== TASK REQUIREMENTS ==
Print the data again, exactly.

+++ DATA UNDER STUDY

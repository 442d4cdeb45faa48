//! Offset-paginated catalog loading
//!
//! Remote catalogs hand out cards in fixed-size chunks together with the total
//! row count. [`Paginated`] walks such a source lazily, one page per
//! [`Iterator::next`] call, and stops once the total reported by the first
//! page is reached. A source that runs dry early (an empty page) ends the
//! walk instead of looping forever.
//!
//! ```rust
//! use deckcode_catalog::pagination::{Page, PageLoader, Paginated, collect_all};
//! use std::convert::Infallible;
//!
//! struct Numbers(Vec<u32>);
//!
//! impl PageLoader for Numbers {
//!     type Item = u32;
//!     type Error = Infallible;
//!
//!     fn fetch(&mut self, offset: usize, limit: usize) -> Result<Page<u32>, Infallible> {
//!         let end = (offset + limit).min(self.0.len());
//!         let items = self.0.get(offset..end).unwrap_or_default().to_vec();
//!         Ok(Page::new(items, self.0.len()))
//!     }
//! }
//!
//! let all = collect_all(Paginated::new(Numbers((0..10).collect()), 3)).unwrap();
//! assert_eq!(all.len(), 10);
//! ```

use std::iter::{Chain, FusedIterator};

/// Page size used by catalog loaders unless configured otherwise
pub const DEFAULT_PAGE_SIZE: usize = 2000;

/// One chunk of a paginated source
#[derive(Debug, Clone, PartialEq, Eq)]
pub struct Page<T> {
    /// Items in this chunk
    pub items: Vec<T>,
    /// Total rows the source reports across all pages
    pub total_rows: usize,
}

impl<T> Page<T> {
    /// Create a page
    pub const fn new(items: Vec<T>, total_rows: usize) -> Self {
        Self { items, total_rows }
    }
}

/// A source that serves items by offset and limit
pub trait PageLoader {
    /// Item type
    type Item;
    /// Fetch error
    type Error;

    /// Fetch up to `limit` items starting at `offset`
    ///
    /// # Errors
    ///
    /// Implementation-defined; the error ends iteration.
    fn fetch(&mut self, offset: usize, limit: usize) -> Result<Page<Self::Item>, Self::Error>;
}

impl<L: PageLoader + ?Sized> PageLoader for &mut L {
    type Item = L::Item;
    type Error = L::Error;

    fn fetch(&mut self, offset: usize, limit: usize) -> Result<Page<Self::Item>, Self::Error> {
        (**self).fetch(offset, limit)
    }
}

/// Lazy, restartable walk over a [`PageLoader`]
///
/// Yields each page's items. The first error is yielded once and ends the
/// walk; call [`Paginated::restart`] to start over from offset zero.
#[derive(Debug)]
pub struct Paginated<L> {
    loader: L,
    page_size: usize,
    offset: usize,
    fetched: usize,
    total: Option<usize>,
    finished: bool,
}

impl<L: PageLoader> Paginated<L> {
    /// Walk `loader` in chunks of `page_size` (at least one)
    pub fn new(loader: L, page_size: usize) -> Self {
        Self {
            loader,
            page_size: page_size.max(1),
            offset: 0,
            fetched: 0,
            total: None,
            finished: false,
        }
    }

    /// Walk `loader` with [`DEFAULT_PAGE_SIZE`]
    pub fn with_default_page_size(loader: L) -> Self {
        Self::new(loader, DEFAULT_PAGE_SIZE)
    }

    /// Total reported by the first page, once fetched
    pub const fn total_rows(&self) -> Option<usize> {
        self.total
    }

    /// Items yielded so far
    pub const fn fetched(&self) -> usize {
        self.fetched
    }

    /// Forget progress; the next call fetches offset zero again
    pub const fn restart(&mut self) {
        self.offset = 0;
        self.fetched = 0;
        self.total = None;
        self.finished = false;
    }

    /// Continue with `secondary` once this walk is exhausted
    pub fn chain_secondary<S>(self, secondary: Paginated<S>) -> Chain<Self, Paginated<S>>
    where
        S: PageLoader<Item = L::Item, Error = L::Error>,
    {
        self.chain(secondary)
    }

    /// Give back the loader
    pub fn into_loader(self) -> L {
        self.loader
    }
}

impl<L: PageLoader> Iterator for Paginated<L> {
    type Item = Result<Vec<L::Item>, L::Error>;

    fn next(&mut self) -> Option<Self::Item> {
        if self.finished {
            return None;
        }
        if self.total.is_some_and(|total| self.fetched >= total) {
            self.finished = true;
            return None;
        }

        let page = match self.loader.fetch(self.offset, self.page_size) {
            Ok(page) => page,
            Err(e) => {
                self.finished = true;
                return Some(Err(e));
            }
        };

        let total = *self.total.get_or_insert(page.total_rows);
        if page.items.is_empty() {
            if self.fetched < total {
                tracing::warn!(
                    fetched = self.fetched,
                    total,
                    "source ran out of items before its reported total"
                );
            }
            self.finished = true;
            return None;
        }

        self.fetched += page.items.len();
        self.offset += self.page_size;
        tracing::debug!(
            offset = self.offset,
            fetched = self.fetched,
            total,
            "fetched catalog page"
        );
        Some(Ok(page.items))
    }
}

impl<L: PageLoader> FusedIterator for Paginated<L> {}

/// Drain a page iterator into one vector, stopping at the first error
///
/// # Errors
///
/// Returns the first error any page produced.
pub fn collect_all<I, T, E>(pages: I) -> Result<Vec<T>, E>
where
    I: IntoIterator<Item = Result<Vec<T>, E>>,
{
    let mut items = Vec::new();
    for page in pages {
        items.extend(page?);
    }
    Ok(items)
}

++++++

== RESPONSE TO THIS EXERCISE ==
repository 442d4cdeb45faa48
//! Offset-paginated catalog loading
//!
//! Remote catalogs hand out cards in fixed-size chunks together with the total
//! row count. [`Paginated`] walks such a source lazily, one page per
//! [`Iterator::next`] call, and stops once the total reported by the first
//! page is reached. A source that runs dry early (an empty page) ends the
//! walk instead of looping forever.
//!
//! ```rust
//! use deckcode_catalog::pagination::{Page, PageLoader, Paginated, collect_all};
//! use std::convert::Infallible;
//!
//! struct Numbers(Vec<u32>);
//!
//! impl PageLoader for Numbers {
//!     type Item = u32;
//!     type Error = Infallible;
//!
//!     fn fetch(&mut self, offset: usize, limit: usize) -> Result<Page<u32>, Infallible> {
//!         let end = (offset + limit).min(self.0.len());
//!         let items = self.0.get(offset..end).unwrap_or_default().to_vec();
//!         Ok(Page::new(items, self.0.len()))
//!     }
//! }
//!
//! let all = collect_all(Paginated::new(Numbers((0..10).collect()), 3)).unwrap();
//! assert_eq!(all.len(), 10);
//! ```

use std::iter::{Chain, FusedIterator};

/// Page size used by catalog loaders unless configured otherwise
pub const DEFAULT_PAGE_SIZE: usize = 2000;

/// One chunk of a paginated source
#[derive(Debug, Clone, PartialEq, Eq)]
pub struct Page<T> {
    /// Items in this chunk
    pub items: Vec<T>,
    /// Total rows the source reports across all pages
    pub total_rows: usize,
}

impl<T> Page<T> {
    /// Create a page
    pub const fn new(items: Vec<T>, total_rows: usize) -> Self {
        Self { items, total_rows }
    }
}

/// A source that serves items by offset and limit
pub trait PageLoader {
    /// Item type
    type Item;
    /// Fetch error
    type Error;

    /// Fetch up to `limit` items starting at `offset`
    ///
    /// # Errors
    ///
    /// Implementation-defined; the error ends iteration.
    fn fetch(&mut self, offset: usize, limit: usize) -> Result<Page<Self::Item>, Self::Error>;
}

impl<L: PageLoader + ?Sized> PageLoader for &mut L {
    type Item = L::Item;
    type Error = L::Error;

    fn fetch(&mut self, offset: usize, limit: usize) -> Result<Page<Self::Item>, Self::Error> {
        (**self).fetch(offset, limit)
    }
}

/// Lazy, restartable walk over a [`PageLoader`]
///
/// Yields each page's items. The first error is yielded once and ends the
/// walk; call [`Paginated::restart`] to start over from offset zero.
#[derive(Debug)]
pub struct Paginated<L> {
    loader: L,
    page_size: usize,
    offset: usize,
    fetched: usize,
    total: Option<usize>,
    finished: bool,
}

impl<L: PageLoader> Paginated<L> {
    /// Walk `loader` in chunks of `page_size` (at least one)
    pub fn new(loader: L, page_size: usize) -> Self {
        Self {
            loader,
            page_size: page_size.max(1),
            offset: 0,
            fetched: 0,
            total: None,
            finished: false,
        }
    }

    /// Walk `loader` with [`DEFAULT_PAGE_SIZE`]
    pub fn with_default_page_size(loader: L) -> Self {
        Self::new(loader, DEFAULT_PAGE_SIZE)
    }

    /// Total reported by the first page, once fetched
    pub const fn total_rows(&self) -> Option<usize> {
        self.total
    }

    /// Items yielded so far
    pub const fn fetched(&self) -> usize {
        self.fetched
    }

    /// Forget progress; the next call fetches offset zero again
    pub const fn restart(&mut self) {
        self.offset = 0;
        self.fetched = 0;
        self.total = None;
        self.finished = false;
    }

    /// Continue with `secondary` once this walk is exhausted
    pub fn chain_secondary<S>(self, secondary: Paginated<S>) -> Chain<Self, Paginated<S>>
    where
        S: PageLoader<Item = L::Item, Error = L::Error>,
    {
        self.chain(secondary)
    }

    /// Give back the loader
    pub fn into_loader(self) -> L {
        self.loader
    }
}

impl<L: PageLoader> Iterator for Paginated<L> {
    type Item = Result<Vec<L::Item>, L::Error>;

    fn next(&mut self) -> Option<Self::Item> {
        if self.finished {
            return None;
        }
        if self.total.is_some_and(|total| self.fetched >= total) {
            self.finished = true;
            return None;
        }

        let page = match self.loader.fetch(self.offset, self.page_size) {
            Ok(page) => page,
            Err(e) => {
                self.finished = true;
                return Some(Err(e));
            }
        };

        let total = *self.total.get_or_insert(page.total_rows);
        if page.items.is_empty() {
            if self.fetched < total {
                tracing::warn!(
                    fetched = self.fetched,
                    total,
                    "source ran out of items before its reported total"
                );
            }
            self.finished = true;
            return None;
        }

        self.fetched += page.items.len();
        self.offset += self.page_size;
        tracing::debug!(
            offset = self.offset,
            fetched = self.fetched,
            total,
            "fetched catalog page"
        );
        Some(Ok(page.items))
    }
}

impl<L: PageLoader> FusedIterator for Paginated<L> {}

/// Drain a page iterator into one vector, stopping at the first error
///
/// # Errors
///
/// Returns the first error any page produced.
pub fn collect_all<I, T, E>(pages: I) -> Result<Vec<T>, E>
where
    I: IntoIterator<Item = Result<Vec<T>, E>>,
{
    let mut items = Vec::new();
    for page in pages {
        items.extend(page?);
    }
    Ok(items)
}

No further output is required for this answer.